In Gray House, I've fought the most with Grady. They were all vicious in their honesty, and unrelenting. He's stubborn and refuses to stop the course of his argument once it's begun. I told all this to Lucky, who never witnessed them.
"He's got a temper," I told him as we strolled along the beach together. Lucky's hair was greasy enough the wind barely lifted it. "It's a quick one but I don't think he was ever cruel."
"He's got anger enough in his heart now," Lucky mused. "That's what turns a man to cruelty, often enough."
"Well, Grady's not a man," I reminded him. "So maybe he's not even angry in his heart."
"Sure but he is," Lucky disputed me, and turned me to look at him, and put both his hands on my shoulders. "Listen close and you can hear it."
While I looked at Grady, Lucky whispered in my ear all the things Grady's heart was saying to us. That he never understood hate and now he might just accept it instead of question it. That to confront another person was always his path to understanding, but what good was that path when no one was willing to take it. That he'd hurt Jack by this and was never given the chance to explain. That the hardest thing about love and peace was all the work it took.
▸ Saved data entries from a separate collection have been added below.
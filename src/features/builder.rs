//! Turns an observation table into a lagged supervised learning matrix.
//!
//! Each city is treated as its own time series: instance `i` of a city uses the rows
//! `i - 1 ..= i - lag_days` of that same city as inputs and row `i` as target, so no
//! value ever leaks across cities or from the future into the inputs.

use crate::features::error::FeatureError;
use crate::features::schema::FeatureSchema;
use crate::types::category_encoder::{CategoricalEncoders, CategoryEncoder};
use crate::types::feature_column::{FeatureColumn, CITY_COLUMN, COUNTRY_COLUMN};
use crate::types::observation_table::ObservationTable;
use crate::utils::calendar_features;
use chrono::NaiveDate;
use log::{debug, info, warn};
use ndarray::{Array1, Array2};
use serde::{Deserialize, Serialize};
use std::ops::Range;

/// Identifies the (city, day) a feature row predicts.
#[derive(Debug, Clone, PartialEq, Eq, Hash, Serialize, Deserialize)]
pub struct InstanceKey {
    pub city: String,
    pub date: NaiveDate,
}

/// Per-run counts reported next to the feature matrix.
#[derive(Debug, Clone, PartialEq, Eq, Default)]
pub struct BuildReport {
    /// Number of distinct cities in the table.
    pub groups: usize,
    /// Cities with `rows <= lag_days`, which contribute no instances.
    pub skipped_cities: Vec<String>,
    pub instances: usize,
}

/// The output of [`FeatureBuilder::build`].
///
/// `features`, `targets` and `instance_keys` are index aligned. Rows are ordered by
/// city (sorted) and then by ascending date within each city.
#[derive(Debug, Clone)]
pub struct FeatureSet {
    /// One row per instance, `schema.width()` columns, laid out as `feature_names`.
    /// Missing measurements are `NaN`.
    pub features: Array2<f64>,
    /// The target column's value on the day each row predicts. May be `NaN` when that
    /// measurement is missing.
    pub targets: Array1<f64>,
    pub feature_names: Vec<String>,
    /// Encoders fitted on the whole table; store them to build inference rows.
    pub encoders: CategoricalEncoders,
    pub schema: FeatureSchema,
    /// The (city, date) each row predicts.
    pub instance_keys: Vec<InstanceKey>,
    pub report: BuildReport,
}

impl FeatureSet {
    /// Number of instances (rows).
    pub fn len(&self) -> usize {
        self.targets.len()
    }

    pub fn is_empty(&self) -> bool {
        self.targets.is_empty()
    }
}

/// Builds lagged feature matrices predicting `target` from the previous `lag_days`
/// days of observations of the same city.
#[derive(Debug, Clone, Copy, PartialEq, Eq)]
pub struct FeatureBuilder {
    target: FeatureColumn,
    lag_days: usize,
}

impl FeatureBuilder {
    /// # Errors
    ///
    /// Returns [`FeatureError::InvalidArgument`] if `lag_days` is zero.
    pub fn new(target: FeatureColumn, lag_days: usize) -> Result<Self, FeatureError> {
        if lag_days == 0 {
            return Err(FeatureError::InvalidArgument(
                "lag_days must be at least 1".to_string(),
            ));
        }
        Ok(Self { target, lag_days })
    }

    /// Like [`FeatureBuilder::new`], with the target given by its column name.
    pub fn for_target_name(target: &str, lag_days: usize) -> Result<Self, FeatureError> {
        let target = FeatureColumn::from_name(target).ok_or_else(|| {
            FeatureError::InvalidArgument(format!("'{target}' is not a feature column"))
        })?;
        Self::new(target, lag_days)
    }

    pub fn target(&self) -> FeatureColumn {
        self.target
    }

    pub fn lag_days(&self) -> usize {
        self.lag_days
    }

    /// Builds the feature matrix, targets and encoders for `table`.
    ///
    /// Missing measurements become `NaN` and are passed through unchanged; validating
    /// them is up to the caller.
    ///
    /// # Errors
    ///
    /// * [`FeatureError::InvalidArgument`] if the table is empty, lacks the target
    ///   column, or holds two rows for the same (city, date).
    /// * [`FeatureError::EmptyResult`] if no city has more than `lag_days` rows.
    pub fn build(&self, table: &ObservationTable) -> Result<FeatureSet, FeatureError> {
        if table.is_empty() {
            return Err(FeatureError::InvalidArgument(
                "observation table is empty".to_string(),
            ));
        }

        let columns = table.feature_columns();
        let Some(target_idx) = columns.iter().position(|c| *c == self.target) else {
            return Err(FeatureError::InvalidArgument(format!(
                "target column '{}' is not present in the observation table",
                self.target
            )));
        };
        if columns.len() < FeatureColumn::ALL.len() {
            let missing: Vec<&str> = FeatureColumn::ALL
                .iter()
                .filter(|c| !columns.contains(c))
                .map(|c| c.name())
                .collect();
            warn!("Feature columns missing from table, leaving them out: {missing:?}");
        }

        let rows = SortedRows::from_table(table, &columns)?;
        let encoders = CategoricalEncoders {
            city: CategoryEncoder::fit(&rows.cities),
            country: rows.countries.as_ref().map(|c| CategoryEncoder::fit(c)),
        };
        debug!(
            "Encoded {} cities and {} countries",
            encoders.city.len(),
            encoders.country.as_ref().map_or(0, CategoryEncoder::len)
        );

        let schema = FeatureSchema {
            target: self.target,
            lag_days: self.lag_days,
            columns,
            has_country: rows.countries.is_some(),
        };

        let groups = rows.groups();
        let mut report = BuildReport {
            groups: groups.len(),
            ..Default::default()
        };
        let mut flat = Vec::new();
        let mut targets = Vec::new();
        let mut instance_keys = Vec::new();

        for group in groups {
            let city = &rows.cities[group.start];
            if group.len() <= self.lag_days {
                warn!(
                    "City '{}' has {} rows, not enough history for {} lag days; skipping",
                    city,
                    group.len(),
                    self.lag_days
                );
                report.skipped_cities.push(city.clone());
                continue;
            }

            for i in group.start + self.lag_days..group.end {
                rows.push_lagged(i, self.lag_days, &mut flat);
                rows.push_encoded(i, &encoders, &mut flat)?;
                flat.extend(calendar_features(rows.dates[i]));
                targets.push(rows.values[target_idx][i]);
                instance_keys.push(InstanceKey {
                    city: city.clone(),
                    date: rows.dates[i],
                });
            }
        }

        if targets.is_empty() {
            return Err(FeatureError::EmptyResult {
                groups: report.groups,
                skipped: report.skipped_cities.len(),
            });
        }
        report.instances = targets.len();
        info!(
            "Built {} instances of width {} from {} city groups ({} skipped)",
            report.instances,
            schema.width(),
            report.groups,
            report.skipped_cities.len()
        );

        Ok(FeatureSet {
            features: Array2::from_shape_vec((targets.len(), schema.width()), flat)?,
            targets: Array1::from(targets),
            feature_names: schema.feature_names(),
            encoders,
            schema,
            instance_keys,
            report,
        })
    }
}

/// Builds features for `table` predicting the column named `target_column`.
///
/// Shorthand for [`FeatureBuilder::for_target_name`] followed by
/// [`FeatureBuilder::build`].
pub fn build_features(
    table: &ObservationTable,
    target_column: &str,
    lag_days: usize,
) -> Result<FeatureSet, FeatureError> {
    FeatureBuilder::for_target_name(target_column, lag_days)?.build(table)
}

/// Observation columns extracted into plain vectors, sorted by (city, date).
pub(crate) struct SortedRows {
    pub dates: Vec<NaiveDate>,
    pub cities: Vec<String>,
    pub countries: Option<Vec<String>>,
    // One vector per schema column, NaN where the measurement is missing.
    pub values: Vec<Vec<f64>>,
}

impl SortedRows {
    pub fn from_table(
        table: &ObservationTable,
        columns: &[FeatureColumn],
    ) -> Result<Self, FeatureError> {
        let sorted = table.sorted_by_city_and_date()?;
        let dates = sorted.dates()?;
        let cities = sorted.strings(CITY_COLUMN)?;
        let countries = if sorted.has_country() {
            Some(sorted.strings(COUNTRY_COLUMN)?)
        } else {
            None
        };

        let mut values = Vec::with_capacity(columns.len());
        for column in columns {
            let column_values = sorted
                .values(*column)?
                .ok_or_else(|| FeatureError::MissingColumn(column.name().to_string()))?;
            values.push(
                column_values
                    .into_iter()
                    .map(|v| v.unwrap_or(f64::NAN))
                    .collect(),
            );
        }

        for i in 1..dates.len() {
            if cities[i] == cities[i - 1] && dates[i] == dates[i - 1] {
                return Err(FeatureError::InvalidArgument(format!(
                    "duplicate observation for city '{}' on {}",
                    cities[i], dates[i]
                )));
            }
        }

        Ok(Self {
            dates,
            cities,
            countries,
            values,
        })
    }

    /// Contiguous row ranges of each city, in sorted order.
    pub fn groups(&self) -> Vec<Range<usize>> {
        let mut groups = Vec::new();
        let mut start = 0;
        for i in 1..=self.cities.len() {
            if i == self.cities.len() || self.cities[i] != self.cities[start] {
                groups.push(start..i);
                start = i;
            }
        }
        groups
    }

    /// Appends the lagged values for a target at row `target`, which may be one past the
    /// end of its group when forecasting. Requires `target >= lag_days`.
    pub fn push_lagged(&self, target: usize, lag_days: usize, out: &mut Vec<f64>) {
        for lag in 1..=lag_days {
            for column in &self.values {
                out.push(column[target - lag]);
            }
        }
    }

    /// Appends the encoded city and country of row `row`.
    pub fn push_encoded(
        &self,
        row: usize,
        encoders: &CategoricalEncoders,
        out: &mut Vec<f64>,
    ) -> Result<(), FeatureError> {
        out.push(encode(&encoders.city, CITY_COLUMN, &self.cities[row])? as f64);
        if let (Some(encoder), Some(countries)) = (&encoders.country, &self.countries) {
            out.push(encode(encoder, COUNTRY_COLUMN, &countries[row])? as f64);
        }
        Ok(())
    }
}

fn encode(encoder: &CategoryEncoder, column: &str, value: &str) -> Result<u32, FeatureError> {
    encoder
        .encode(value)
        .ok_or_else(|| FeatureError::UnknownCategory {
            column: column.to_string(),
            value: value.to_string(),
        })
}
That he understood sometimes the violence which compelled people to do something harmful to make someone else look or see. That he wanted an army of soldiers for love. That his heart was broken and could only be mended with some kind of action.
"What kind of action?" I asked Lucky, and he lit a cigarette while considering his answer.
"Well," he thought, and picked tobacco off his tongue. "Maybe he wants to be War Chief."